Ruby Wax: That was about 400 hundred years ago [laughs] when I was a serious actress, but I wasn’t a serious actress. I got into the Royal Shakespeare Company, but they made it pretty clear that I wasn’t very good when I was on the stage. They would make faces that said ‘get off’, and then Alan Rickman said, “You should write comedy.” And then I started doing one-woman shows, and then I did Girls on Top, so I changed my career in my early 20’s. That was lovely because I wouldn’t have made it as an actress.
When you used to do those TV shows ‘Ruby Wax Meets…’, back in the 1980s and 1990s, was there any of them that stood out for you as you did interview some ‘interesting’ characters?
I talk about the Donald Trump and OJ Simpson ones in the show a little bit, so they’re in the show, so they stand out, but (the one with) Carrie Fisher, who became my friend. I did it for 25 years, and I remember a lot of those people, and it was fun, but eventually, you lose your mojo, and I wasn’t that interested, so I went back to university. I would learn this information and turn it into comedy.

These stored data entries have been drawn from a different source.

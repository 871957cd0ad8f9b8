//! Trapezoid-based software rasterizer
//!
//! Triangles are transformed by a caller-supplied vertex callback, clipped in
//! homogeneous space, split into at most two flat-topped/flat-bottomed
//! trapezoids and scanned row by row with a depth test. Pixel color comes from
//! a caller-supplied shading callback.

mod clip;
mod image;
mod math;
mod pipeline;
mod scanline;
mod swapchain;
mod trapezoid;
mod types;
mod vertex;

pub use clip::*;
pub use self::image::*;
pub use math::*;
pub use pipeline::*;
pub use scanline::*;
pub use swapchain::*;
pub use trapezoid::*;
pub use types::*;
pub use vertex::*;
//! Fly camera producing view and projection matrices

use glam::{Mat4, Vec3};

use super::config::CameraConfig;

const PITCH_LIMIT: f32 = std::f32::consts::FRAC_PI_2 - 0.01;

/// Camera state
#[derive(Debug, Clone, Copy, PartialEq)]
pub struct Camera {
    pub position: Vec3,
    /// Radians, 0 looks down -Z
    pub yaw: f32,
    /// Radians, clamped just short of straight up/down
    pub pitch: f32,
    /// Vertical field of view, radians
    pub fov_y: f32,
    pub aspect: f32,
    pub near: f32,
    pub far: f32,
}

impl Camera {
    pub fn new(position: Vec3, aspect: f32) -> Self {
        Self {
            position,
            yaw: 0.0,
            pitch: 0.0,
            fov_y: 60f32.to_radians(),
            aspect,
            near: 0.1,
            far: 100.0,
        }
    }

    pub fn from_config(config: &CameraConfig, aspect: f32) -> Self {
        let mut cam = Self {
            position: config.position,
            yaw: config.yaw.to_radians(),
            pitch: 0.0,
            fov_y: config.fov_deg.to_radians(),
            aspect,
            near: config.near,
            far: config.far,
        };
        cam.rotate(config.pitch.to_radians(), 0.0);
        cam
    }

    pub fn forward(&self) -> Vec3 {
        crate::rasterizer::direction_from_angles(self.yaw, self.pitch)
    }

    pub fn right(&self) -> Vec3 {
        self.forward().cross(Vec3::Y).normalize()
    }

    /// Pitch by `dx`, yaw by `dy` (radians)
    pub fn rotate(&mut self, dx: f32, dy: f32) {
        self.yaw += dy;
        self.pitch = (self.pitch + dx).clamp(-PITCH_LIMIT, PITCH_LIMIT);
    }

    /// Move along the camera's forward, right and world up axes
    pub fn move_local(&mut self, forward: f32, right: f32, up: f32) {
        self.position += self.forward() * forward + self.right() * right + Vec3::Y * up;
    }

    /// Ignored for degenerate viewports
    pub fn set_aspect(&mut self, width: f32, height: f32) {
        if width > 0.0 && height > 0.0 {
            self.aspect = width / height;
        }
    }

    pub fn view(&self) -> Mat4 {
        crate::rasterizer::look_at(self.position, self.position + self.forward(), Vec3::Y)
    }

    pub fn projection(&self) -> Mat4 {
        crate::rasterizer::perspective(self.fov_y, self.aspect, self.near, self.far)
    }

    pub fn view_projection(&self) -> Mat4 {
        self.projection() * self.view()
    }
}

impl Default for Camera {
    fn default() -> Self {
        Self::new(Vec3::new(0.0, 0.0, 5.0), 4.0 / 3.0)
    }
}

#[cfg(test)]
mod tests {
    use super::*;
    use glam::Vec4;

    #[test]
    fn test_default_looks_down_negative_z() {
        let cam = Camera::default();
        assert!((cam.forward() - Vec3::NEG_Z).length() < 1e-5);
        assert!((cam.right() - Vec3::X).length() < 1e-5);
    }

    #[test]
    fn test_pitch_is_clamped() {
        let mut cam = Camera::default();
        cam.rotate(10.0, 0.0);
        assert!(cam.pitch < std::f32::consts::FRAC_PI_2);
        cam.rotate(-20.0, 0.0);
        assert!(cam.pitch > -std::f32::consts::FRAC_PI_2);
    }

    #[test]
    fn test_origin_projects_to_centre() {
        let cam = Camera::default();
        let clip = cam.view_projection() * Vec4::new(0.0, 0.0, 0.0, 1.0);
        let ndc = clip.truncate() / clip.w;
        assert!(ndc.x.abs() < 1e-5 && ndc.y.abs() < 1e-5);
        assert!(ndc.z > 0.0 && ndc.z < 1.0);
        assert!(clip.w > 0.0);
    }

    #[test]
    fn test_behind_camera_has_negative_w() {
        let cam = Camera::default();
        let clip = cam.view_projection() * Vec4::new(0.0, 0.0, 10.0, 1.0);
        assert!(clip.w < 0.0);
    }

    #[test]
    fn test_move_local_follows_yaw() {
        let mut cam = Camera::new(Vec3::ZERO, 1.0);
        cam.rotate(0.0, std::f32::consts::FRAC_PI_2);
        cam.move_local(1.0, 0.0, 0.0);
        assert!((cam.position - Vec3::X).length() < 1e-5);
        cam.move_local(0.0, 0.0, 2.0);
        assert!((cam.position.y - 2.0).abs() < 1e-5);
    }

    #[test]
    fn test_set_aspect_ignores_zero() {
        let mut cam = Camera::default();
        cam.set_aspect(800.0, 400.0);
        assert_eq!(cam.aspect, 2.0);
        cam.set_aspect(800.0, 0.0);
        assert_eq!(cam.aspect, 2.0);
    }
}
//! A spinning, Lambert-lit mesh seen through a `Camera`
//!
//! Shared by the viewer and the snapshot tool: owns the pipeline and
//! re-binds its callbacks every frame with the current matrices.

use glam::{Mat3, Mat4, Vec3};

use crate::error::RenderResult;
use crate::rasterizer::{Color, DrawStats, FrameContext, Image, Pipeline};

use super::camera::Camera;
use super::config::RenderConfig;
use super::mesh::{load_obj, Mesh};

const AMBIENT: f32 = 0.2;

/// Diffuse term with an ambient floor, in [0, 1]
pub fn shade_intensity(normal: Vec3, light_dir: Vec3, ambient: f32) -> f32 {
    let diffuse = normal.normalize_or_zero().dot(light_dir).max(0.0);
    (ambient + (1.0 - ambient) * diffuse).clamp(0.0, 1.0)
}

pub struct Scene {
    pub pipeline: Pipeline,
    pub mesh: Mesh,
    pub camera: Camera,
    pub frame: FrameContext,
    pub clear_color: Color,
    pub albedo: Vec3,
    /// World space, pointing towards the light
    pub light_dir: Vec3,
    pub spin_speed: f32,
    pub last_stats: DrawStats,
}

impl Scene {
    pub fn new(pipeline: Pipeline, mesh: Mesh, camera: Camera) -> Self {
        Self {
            pipeline,
            mesh,
            camera,
            frame: FrameContext::default(),
            clear_color: Color::BLACK,
            albedo: Vec3::new(0.9, 0.75, 0.55),
            light_dir: Vec3::new(0.4, 0.8, 0.6).normalize(),
            spin_speed: 0.0,
            last_stats: DrawStats::default(),
        }
    }

    /// Pipeline, camera and mesh as described by `config`. An explicit
    /// `mesh` path overrides the configured one.
    pub fn from_config(config: &RenderConfig, mesh: Option<&std::path::Path>) -> RenderResult<Self> {
        config.validate()?;
        let pipeline = Pipeline::new(config.raster.clone())?;
        let mesh = match mesh.or(config.mesh.as_deref()) {
            Some(path) => load_obj(path)?,
            None => Mesh::cube(),
        };
        tracing::info!(
            triangles = mesh.triangle_count(),
            width = config.width,
            height = config.height,
            "scene ready"
        );
        let mut scene = Self::new(pipeline, mesh, Camera::from_config(&config.camera, config.aspect()));
        scene.clear_color = config.clear_color;
        scene.spin_speed = config.spin_speed;
        Ok(scene)
    }

    /// Model rotation at time `t`
    pub fn model(spin_speed: f32, t: f32) -> Mat4 {
        Mat4::from_rotation_y(spin_speed * t) * Mat4::from_rotation_x(0.5 * spin_speed * t)
    }

    pub fn advance(&mut self, delta: f32) {
        self.frame = self.frame.advance(delta);
    }

    pub fn clear(&self, image: &mut Image) {
        image.clear_color(self.clear_color);
    }

    /// Draw the mesh for the current frame over what is in `image`
    pub fn draw(&mut self, image: &mut Image) -> DrawStats {
        let view_proj = self.camera.view_projection();
        let spin = self.spin_speed;
        self.pipeline
            .set_vertex_changing(move |v, ctx| view_proj * Scene::model(spin, ctx.time) * v.position);

        // Light in model space so normals need no transform
        let to_model = Mat3::from_mat4(Scene::model(spin, self.frame.time)).transpose();
        let light = (to_model * self.light_dir).normalize_or_zero();
        let albedo = self.albedo;
        self.pipeline.set_pixel_shading(move |v| {
            let k = shade_intensity(v.normal, light, AMBIENT);
            (albedo * k).extend(1.0)
        });

        self.last_stats = self.pipeline.perform(image, &self.mesh, &self.frame);
        self.last_stats
    }
}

Is there any scope for you to go and do some of these shows now?
I can’t do that as I used to have a week with everybody, and nobody will do that anymore. I was there a long time. It’s two different worlds.
As you mentioned above, about you going back to university, why did you do that?
I was interested in how your brain works and why you think the way you think. So I would go to Oxford and learn about how it works, and it makes you feel much better because you realise that everybody’s screwed! [laughs].
A lot of people who come to your shows and read your books will be very interested to know how the mind works and appreciate the fact that you put a comedy spin to it, but laughter is the best medicine.
For me it is, as I like researching it and I like people who come up (to me) and go, “Oh, that’s interesting,” and they will be laughing and ‘interested’. It’s a bit like eating Chinese food, they leave and forget what you said! [laughs].